Cat scratch disease (CSD) is a bacterial illness that cats spread. When an infected cat licks an open wound or bites or scratches a human hard enough to break the skin’s surface, the illness spreads. A slight infection at the location of the scratch or bite might arise three to fourteen days after the skin is damaged. Infected areas may be swollen and red, with circular, elevated sores and pus.

A person suffering from CSD may also have a fever, headache, loss of appetite, and tiredness. Lymph nodes surrounding the original scratch or bite may become swollen, sensitive, or painful later on.

With soap and running water, thoroughly clean cat bites and scratches. Cats should not be allowed to lick your wounds. If you acquire any signs of cat scratch illness or infection, see your doctor.

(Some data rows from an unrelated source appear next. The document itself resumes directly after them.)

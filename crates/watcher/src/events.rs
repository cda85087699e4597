//! In-process pub/sub for programmatic embedders. A closed variant set, not
//! a dynamic event-name registry: there is exactly one way to spell each
//! event, and the compiler checks every match is exhaustive.

use serde::{Deserialize, Serialize};
use tokio::sync::broadcast;

const EVENT_CHANNEL_CAPACITY: usize = 256;

#[derive(Debug, Clone, Serialize, Deserialize)]
#[serde(tag = "type")]
pub enum WatcherEvent {
    CdpAttached { target_id: String, url: String },
    CdpDetached { reason: String },
    HttpRequested { method: String, path: String },
}

#[derive(Clone)]
pub struct EventBus {
    tx: broadcast::Sender<WatcherEvent>,
}

impl EventBus {
    pub fn new() -> Self {
        let (tx, _) = broadcast::channel(EVENT_CHANNEL_CAPACITY);
        Self { tx }
    }

    pub fn publish(&self, event: WatcherEvent) {
        // No subscribers is not an error; embedders that never subscribed
        // shouldn't make publishing fail.
        let _ = self.tx.send(event);
    }

    pub fn subscribe(&self) -> broadcast::Receiver<WatcherEvent> {
        self.tx.subscribe()
    }
}

impl Default for EventBus {
    fn default() -> Self {
        Self::new()
    }
}

#[cfg(test)]
mod tests {
    use super::*;

    #[tokio::test]
    async fn subscriber_receives_published_event() {
        let bus = EventBus::new();
        let mut rx = bus.subscribe();
        bus.publish(WatcherEvent::CdpAttached {
            target_id: "t1".into(),
            url: "http://x".into(),
        });
        let event = rx.recv().await.unwrap();
        matches!(event, WatcherEvent::CdpAttached { .. });
    }
}
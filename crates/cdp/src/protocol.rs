//! Wire types for the Chrome DevTools Protocol JSON-RPC framing.
//!
//! Keep these minimal; domain-specific payloads are decoded on demand by the
//! callers that need them rather than modeled exhaustively here.

use serde::{Deserialize, Serialize};
use serde_json::Value;

/// Request ID, monotonically increasing per connection.
pub type RequestId = u64;

/// Target ID as assigned by the browser.
pub type TargetId = String;

/// Session ID returned by `Target.attachToTarget`.
pub type SessionId = String;

#[derive(Debug, Clone, Serialize)]
pub struct CdpRequest {
    pub id: RequestId,
    pub method: String,
    #[serde(skip_serializing_if = "Option::is_none")]
    pub params: Option<Value>,
    #[serde(rename = "sessionId", skip_serializing_if = "Option::is_none")]
    pub session_id: Option<SessionId>,
}

#[derive(Debug, Clone, Deserialize)]
pub struct CdpResponse {
    pub id: RequestId,
    #[serde(default)]
    pub result: Option<Value>,
    #[serde(default)]
    pub error: Option<CdpError>,
}

#[derive(Debug, Clone, Deserialize, Serialize)]
pub struct CdpError {
    pub code: i32,
    pub message: String,
    #[serde(default)]
    pub data: Option<Value>,
}

#[derive(Debug, Clone, Deserialize)]
pub struct CdpEvent {
    pub method: String,
    #[serde(default)]
    pub params: Option<Value>,
    #[serde(rename = "sessionId", default)]
    pub session_id: Option<SessionId>,
}

/// A decoded inbound frame is either a response to one of our requests, or an
/// unsolicited event. There is no `id` field on events, which is what makes
/// the untagged decode unambiguous.
#[derive(Debug, Clone, Deserialize)]
#[serde(untagged)]
pub enum CdpMessage {
    Response(CdpResponse),
    Event(CdpEvent),
}

#[derive(Debug, Clone, Deserialize, Serialize)]
pub struct TargetInfo {
    #[serde(rename = "targetId")]
    pub target_id: TargetId,
    #[serde(rename = "type")]
    pub target_type: String,
    pub title: String,
    pub url: String,
    pub attached: bool,
    #[serde(rename = "webSocketDebuggerUrl", default)]
    pub web_socket_debugger_url: Option<String>,
}

#[derive(Debug, Clone, Deserialize)]
pub struct AttachToTargetResult {
    #[serde(rename = "sessionId")]
    pub session_id: SessionId,
}
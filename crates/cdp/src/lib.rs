//! Chrome DevTools Protocol transport: target discovery over the browser's
//! `/json` HTTP endpoint, a single-socket JSON-RPC client, and a thin
//! session wrapper for the one target a watcher attaches to.
//!
//! This crate knows nothing about ring buffers, reconnect policy, or HTTP
//! routes — that orchestration lives above it. It only speaks CDP.

pub mod client;
pub mod discovery;
pub mod error;
pub mod protocol;
pub mod session;

pub use client::CdpClient;
pub use discovery::{discover_target, probe_version, MatchSpec};
pub use error::{CdpError, Result};
pub use session::CdpSession;
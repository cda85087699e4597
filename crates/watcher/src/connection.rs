//! Owns the attach/detach/reattach lifecycle against a single target.
//!
//! Reconnection uses exponential backoff (250ms, doubling, capped at 8s,
//! +-20% jitter) and re-discovers the target fresh each attempt, since the
//! original target may have navigated away or closed.

use std::sync::atomic::{AtomicU64, Ordering};
use std::sync::Arc;
use std::time::Duration;

use argus_cdp::{discover_target, CdpClient, CdpSession, MatchSpec};
use rand::Rng;
use serde::{Deserialize, Serialize};
use tokio::sync::{broadcast, RwLock};

use crate::controller::{EmulationController, ThrottleController};
use crate::events::{EventBus, WatcherEvent};

const INITIAL_BACKOFF: Duration = Duration::from_millis(250);
const MAX_BACKOFF: Duration = Duration::from_secs(8);
const DISCOVERY_TIMEOUT: Duration = Duration::from_secs(30);

#[derive(Debug, Clone, Copy, PartialEq, Eq, Serialize, Deserialize)]
#[serde(rename_all = "lowercase")]
pub enum ConnectionState {
    Disconnected,
    Discovering,
    Attaching,
    Attached,
    Detaching,
}

/// Hooks fired in registration order whenever a new attach succeeds.
pub struct OnAttachHooks {
    pub throttle: Arc<ThrottleController>,
    pub emulation: Arc<EmulationController>,
}

pub struct ConnectionManager {
    http_client: reqwest::Client,
    chrome_host: String,
    chrome_port: u16,
    match_spec: MatchSpec,
    network_capture_enabled: bool,

    state: RwLock<ConnectionState>,
    session: RwLock<Option<CdpSession>>,
    client: RwLock<Option<Arc<CdpClient>>>,
    generation: AtomicU64,

    event_bus: EventBus,
    hooks: OnAttachHooks,
}

impl ConnectionManager {
    pub fn new(
        chrome_host: String,
        chrome_port: u16,
        match_spec: MatchSpec,
        network_capture_enabled: bool,
        event_bus: EventBus,
        hooks: OnAttachHooks,
    ) -> Arc<Self> {
        Arc::new(Self {
            http_client: reqwest::Client::new(),
            chrome_host,
            chrome_port,
            match_spec,
            network_capture_enabled,
            state: RwLock::new(ConnectionState::Disconnected),
            session: RwLock::new(None),
            client: RwLock::new(None),
            generation: AtomicU64::new(0),
            event_bus,
            hooks,
        })
    }

    pub async fn state(&self) -> ConnectionState {
        *self.state.read().await
    }

    pub async fn current_session(&self) -> Option<CdpSession> {
        self.session.read().await.clone()
    }

    pub async fn is_attached(&self) -> bool {
        self.session.read().await.is_some()
    }

    pub fn event_bus(&self) -> EventBus {
        self.event_bus.clone()
    }

    /// Subscribes to the raw CDP event stream of whichever connection is
    /// currently attached. Returns `None` if nothing is attached yet.
    pub async fn subscribe_events(&self) -> Option<broadcast::Receiver<argus_cdp::protocol::CdpEvent>> {
        self.client.read().await.as_ref().map(|c| c.subscribe())
    }

    /// Runs the attach loop forever: discover, attach, wait for the
    /// connection to die, back off, repeat. Spawned once by the supervisor.
    pub async fn run(self: Arc<Self>) {
        let mut backoff = INITIAL_BACKOFF;
        loop {
            match self.attempt_attach().await {
                Ok(my_generation) => {
                    backoff = INITIAL_BACKOFF;
                    self.wait_until_detached(my_generation).await;
                }
                Err(e) => {
                    tracing::warn!(error = %e, "attach attempt failed, backing off");
                }
            }

            *self.state.write().await = ConnectionState::Disconnected;
            let jitter_frac = rand::thread_rng().gen_range(-0.2..=0.2);
            let jittered = backoff.mul_f64(1.0 + jitter_frac).max(Duration::from_millis(1));
            tokio::time::sleep(jittered).await;
            backoff = (backoff * 2).min(MAX_BACKOFF);
        }
    }

    async fn attempt_attach(&self) -> argus_cdp::Result<u64> {
        *self.state.write().await = ConnectionState::Discovering;
        let target = discover_target(
            &self.http_client,
            &self.chrome_host,
            self.chrome_port,
            &self.match_spec,
            DISCOVERY_TIMEOUT,
        )
        .await?;

        let ws_url = target
            .web_socket_debugger_url
            .clone()
            .ok_or_else(|| argus_cdp::CdpError::NoTarget("target has no websocket url".into()))?;

        *self.state.write().await = ConnectionState::Attaching;
        let client = CdpClient::connect(&ws_url).await?;
        let session = CdpSession::attach(client.clone(), &target).await?;
        if self.network_capture_enabled {
            session.enable_network().await?;
        }

        let my_generation = self.generation.fetch_add(1, Ordering::SeqCst) + 1;
        *self.client.write().await = Some(client);
        *self.session.write().await = Some(session.clone());
        *self.state.write().await = ConnectionState::Attached;

        // Registration order: throttle before emulation, matching the order
        // the supervisor wires them.
        self.hooks.throttle.on_attach(&session).await;
        self.hooks.emulation.on_attach(&session).await;

        self.event_bus.publish(WatcherEvent::CdpAttached {
            target_id: session.target_id.clone(),
            url: target.url.clone(),
        });
        tracing::info!(target_id = %session.target_id, url = %target.url, "attached");
        Ok(my_generation)
    }

    async fn wait_until_detached(&self, my_generation: u64) {
        loop {
            let client = self.client.read().await.clone();
            match client {
                Some(c) if !c.is_closed() => {
                    tokio::time::sleep(Duration::from_millis(250)).await;
                }
                _ => break,
            }
            if self.generation.load(Ordering::SeqCst) != my_generation {
                break;
            }
        }
        *self.state.write().await = ConnectionState::Detaching;
        *self.session.write().await = None;
        *self.client.write().await = None;
        self.event_bus.publish(WatcherEvent::CdpDetached {
            reason: "connection closed".into(),
        });
        tracing::info!("detached");
    }

    /// Closes the current connection, if any, as part of a graceful
    /// watcher shutdown.
    pub async fn close(&self) {
        if let Some(client) = self.client.read().await.as_ref() {
            let _ = client.close().await;
        }
    }
}
//! Render a `DomArena` as a compact indented-tag text tree for `/dom/tree`.

use crate::arena::DomArena;
use crate::error::Result;
use crate::types::*;

#[derive(Debug, Clone)]
pub struct SerializerConfig {
    pub include_attributes: Vec<String>,
    pub max_text_length: usize,
}

impl Default for SerializerConfig {
    fn default() -> Self {
        Self {
            include_attributes: DEFAULT_INCLUDE_ATTRIBUTES
                .iter()
                .map(|s| s.to_string())
                .collect(),
            max_text_length: 200,
        }
    }
}

pub struct DomSerializer {
    config: SerializerConfig,
}

impl DomSerializer {
    pub fn new() -> Self {
        Self::with_config(SerializerConfig::default())
    }

    pub fn with_config(config: SerializerConfig) -> Self {
        Self { config }
    }

    pub fn serialize(&self, arena: &DomArena) -> Result<String> {
        let mut output = String::with_capacity(4096);
        if let Some(root_id) = arena.root_id() {
            self.serialize_node(arena, root_id, 0, &mut output)?;
        }
        Ok(output)
    }

    fn serialize_node(
        &self,
        arena: &DomArena,
        node_id: NodeId,
        depth: usize,
        output: &mut String,
    ) -> Result<()> {
        let node = arena.get(node_id)?;
        let indent = "  ".repeat(depth);

        match node.node_type {
            NodeType::Element => {
                output.push_str(&indent);
                output.push('<');
                output.push_str(&node.node_name);

                for attr_name in &self.config.include_attributes {
                    if let Some(attr_value) = node.attr(attr_name) {
                        output.push_str(&format!(" {}=\"{}\"", attr_name, attr_value));
                    }
                }

                output.push_str(">\n");
                for &child_id in &node.children_ids {
                    self.serialize_node(arena, child_id, depth + 1, output)?;
                }
                output.push_str(&indent);
                output.push_str("</");
                output.push_str(&node.node_name);
                output.push_str(">\n");
            }
            NodeType::Text => {
                let text = crate::utils::cap_text_length(node.node_value.trim(), self.config.max_text_length);
                if !text.is_empty() {
                    output.push_str(&indent);
                    output.push_str(&text);
                    output.push('\n');
                }
            }
            NodeType::Document => {
                for &child_id in &node.children_ids {
                    self.serialize_node(arena, child_id, depth, output)?;
                }
            }
            _ => {}
        }

        Ok(())
    }

    /// Generate an XPath for a node, used to let callers re-locate a node
    /// they observed in a previous `/dom/tree` snapshot.
    pub fn generate_xpath(&self, arena: &DomArena, node_id: NodeId) -> Result<String> {
        let mut path_parts = Vec::new();
        let mut current_id = Some(node_id);

        while let Some(id) = current_id {
            let node = arena.get(id)?;

            if node.node_type == NodeType::Element {
                let position = if let Some(parent_id) = node.parent_id {
                    let parent = arena.get(parent_id)?;
                    parent
                        .children_ids
                        .iter()
                        .filter_map(|&child_id| arena.get(child_id).ok())
                        .filter(|child| {
                            child.node_type == NodeType::Element
                                && child.node_name == node.node_name
                        })
                        .position(|child| child.node_id == node.node_id)
                        .map(|p| p + 1)
                        .unwrap_or(1)
                } else {
                    1
                };

                path_parts.push(format!("{}[{}]", node.node_name.to_lowercase(), position));
            }

            current_id = node.parent_id;
        }

        path_parts.reverse();
        Ok(format!("/{}", path_parts.join("/")))
    }
}

impl Default for DomSerializer {
    fn default() -> Self {
        Self::new()
    }
}

#[cfg(test)]
mod tests {
    use super::*;
    use crate::service::DomService;

    #[test]
    fn test_serialize_simple_dom() {
        let cdp_json = serde_json::json!({
            "root": {
                "nodeId": 1,
                "backendNodeId": 1,
                "nodeType": 9,
                "nodeName": "#document",
                "nodeValue": "",
                "children": [{
                    "nodeId": 2,
                    "backendNodeId": 2,
                    "nodeType": 1,
                    "nodeName": "HTML",
                    "nodeValue": "",
                    "attributes": [],
                    "children": [{
                        "nodeId": 3,
                        "backendNodeId": 3,
                        "nodeType": 3,
                        "nodeName": "#text",
                        "nodeValue": "Hello",
                        "attributes": []
                    }]
                }]
            }
        });

        let mut service = DomService::new();
        service.parse_cdp_dom_tree(&cdp_json).unwrap();

        let serializer = DomSerializer::new();
        let output = serializer.serialize(service.arena()).unwrap();

        assert!(
            output.contains("HTML"),
            "output should contain HTML tag, got: {output}"
        );
        assert!(output.contains("Hello"));
    }

    #[test]
    fn test_generate_xpath() {
        let cdp_json = serde_json::json!({
            "root": {
                "nodeId": 1, "backendNodeId": 1, "nodeType": 9, "nodeName": "#document",
                "nodeValue": "", "children": [{
                    "nodeId": 2, "backendNodeId": 2, "nodeType": 1, "nodeName": "BODY",
                    "nodeValue": "", "attributes": [], "children": [
                        {"nodeId": 3, "backendNodeId": 3, "nodeType": 1, "nodeName": "DIV", "nodeValue": "", "attributes": []},
                        {"nodeId": 4, "backendNodeId": 4, "nodeType": 1, "nodeName": "DIV", "nodeValue": "", "attributes": []}
                    ]
                }]
            }
        });
        let mut service = DomService::new();
        service.parse_cdp_dom_tree(&cdp_json).unwrap();
        let serializer = DomSerializer::new();
        let xpath = serializer.generate_xpath(service.arena(), 3).unwrap();
        assert_eq!(xpath, "/body[1]/div[2]");
    }
}
//! Low-level CDP transport: one WebSocket, request/response matching by id,
//! events fanned out to anyone listening. No retries, no reconnect logic —
//! that belongs to the watcher's connection manager, which owns the decision
//! of *when* to reconnect and *what* to re-enable afterwards.

use dashmap::DashMap;
use futures_util::{stream::SplitSink, SinkExt, StreamExt};
use serde_json::Value;
use std::sync::atomic::{AtomicU64, Ordering};
use std::sync::Arc;
use tokio::net::TcpStream;
use tokio::sync::{broadcast, oneshot, RwLock};
use tokio_tungstenite::tungstenite::Message;
use tokio_tungstenite::{connect_async, MaybeTlsStream, WebSocketStream};

use crate::error::{CdpError, Result};
use crate::protocol::*;

type WsSink = SplitSink<WebSocketStream<MaybeTlsStream<TcpStream>>, Message>;

const EVENT_CHANNEL_CAPACITY: usize = 4096;

/// A single WebSocket connection to a CDP endpoint (browser or page target).
pub struct CdpClient {
    next_id: AtomicU64,
    pending: Arc<DashMap<RequestId, oneshot::Sender<CdpResponse>>>,
    events: broadcast::Sender<CdpEvent>,
    ws_sink: Arc<RwLock<WsSink>>,
    closed: Arc<std::sync::atomic::AtomicBool>,
}

impl CdpClient {
    pub async fn connect(ws_url: &str) -> Result<Arc<Self>> {
        let (ws_stream, _) = connect_async(ws_url).await?;
        let (sink, mut stream) = ws_stream.split();
        let (events, _) = broadcast::channel(EVENT_CHANNEL_CAPACITY);

        let client = Arc::new(Self {
            next_id: AtomicU64::new(1),
            pending: Arc::new(DashMap::new()),
            events,
            ws_sink: Arc::new(RwLock::new(sink)),
            closed: Arc::new(std::sync::atomic::AtomicBool::new(false)),
        });

        let worker = client.clone();
        tokio::spawn(async move {
            loop {
                match stream.next().await {
                    Some(Ok(Message::Text(text))) => {
                        if let Err(e) = worker.handle_message(&text) {
                            tracing::warn!(error = %e, "failed to decode cdp frame");
                        }
                    }
                    Some(Ok(Message::Close(_))) | None => {
                        tracing::debug!("cdp websocket closed by peer");
                        break;
                    }
                    Some(Err(e)) => {
                        tracing::warn!(error = %e, "cdp websocket error");
                        break;
                    }
                    _ => {}
                }
            }
            worker.closed.store(true, Ordering::SeqCst);
            worker.pending.clear();
        });

        Ok(client)
    }

    pub fn is_closed(&self) -> bool {
        self.closed.load(Ordering::SeqCst)
    }

    /// Subscribe to the raw event stream; the caller filters by `method`.
    /// A broadcast channel (rather than per-method callbacks) keeps this
    /// crate free of any knowledge of which domains the watcher cares about.
    pub fn subscribe(&self) -> broadcast::Receiver<CdpEvent> {
        self.events.subscribe()
    }

    pub async fn send_request(
        &self,
        method: impl Into<String>,
        params: Option<Value>,
        session_id: Option<SessionId>,
    ) -> Result<Value> {
        if self.is_closed() {
            return Err(CdpError::Closed);
        }

        let id = self.next_id.fetch_add(1, Ordering::SeqCst);
        let request = CdpRequest {
            id,
            method: method.into(),
            params,
            session_id,
        };

        let (tx, rx) = oneshot::channel();
        self.pending.insert(id, tx);

        let json = serde_json::to_string(&request)?;
        {
            let mut sink = self.ws_sink.write().await;
            if let Err(e) = sink.send(Message::Text(json)).await {
                self.pending.remove(&id);
                return Err(CdpError::WebSocket(e));
            }
        }

        let response = rx.await.map_err(|_| CdpError::Closed)?;
        if let Some(error) = response.error {
            return Err(CdpError::Protocol {
                code: error.code,
                message: error.message,
            });
        }
        Ok(response.result.unwrap_or(Value::Null))
    }

    pub async fn send_request_timeout(
        &self,
        method: impl Into<String>,
        params: Option<Value>,
        session_id: Option<SessionId>,
        timeout: std::time::Duration,
    ) -> Result<Value> {
        tokio::time::timeout(timeout, self.send_request(method, params, session_id))
            .await
            .map_err(|_| CdpError::Timeout)?
    }

    fn handle_message(&self, text: &str) -> Result<()> {
        let msg: CdpMessage = serde_json::from_str(text)?;
        match msg {
            CdpMessage::Response(response) => {
                if let Some((_, tx)) = self.pending.remove(&response.id) {
                    let _ = tx.send(response);
                } else {
                    tracing::debug!(id = response.id, "response for unknown request id");
                }
            }
            CdpMessage::Event(event) => {
                // No receivers is not an error; buffers/controllers may not
                // have subscribed yet during early attach.
                let _ = self.events.send(event);
            }
        }
        Ok(())
    }

    pub async fn close(&self) -> Result<()> {
        self.closed.store(true, Ordering::SeqCst);
        let mut sink = self.ws_sink.write().await;
        sink.close().await?;
        Ok(())
    }
}

#[cfg(test)]
mod tests {
    use super::*;

    #[tokio::test]
    #[ignore]
    async fn test_connect() {
        let client = CdpClient::connect("ws://localhost:9222/devtools/browser")
            .await
            .unwrap();
        let result = client
            .send_request("Browser.getVersion", None, None)
            .await
            .unwrap();
        println!("browser version: {result:?}");
    }
}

The bacteria Bartonella henselae causes CSD. Although up to 30% of cats have B. henselae in their blood, the majority of cats with this infection show no indications of sickness. Kittens under the age of one year are more prone to be infected with B. henselae and to deliver the virus to humans. Kittens are also more prone to scratching and biting while playing and learning how to attack prey.

Serious but rare complications


Although it is uncommon, CSD can lead to major consequences. CSD can have an impact on the brain, vision, heart, and other internal organs. These uncommon problems, which may need intense treatment, are more likely to occur in children aged 5 to 14 and in persons with weakened immune systems.


Most cats infected with B. henselae exhibit no indications of sickness, but on rare instances, this disease can induce cardiac inflammation, making cats very unwell and causing laboured breathing. Infection with B. henselae can also occur in the mouth, urinary system, or eyes. Some of your cat’s other organs may be inflamed, according to your veterinarian.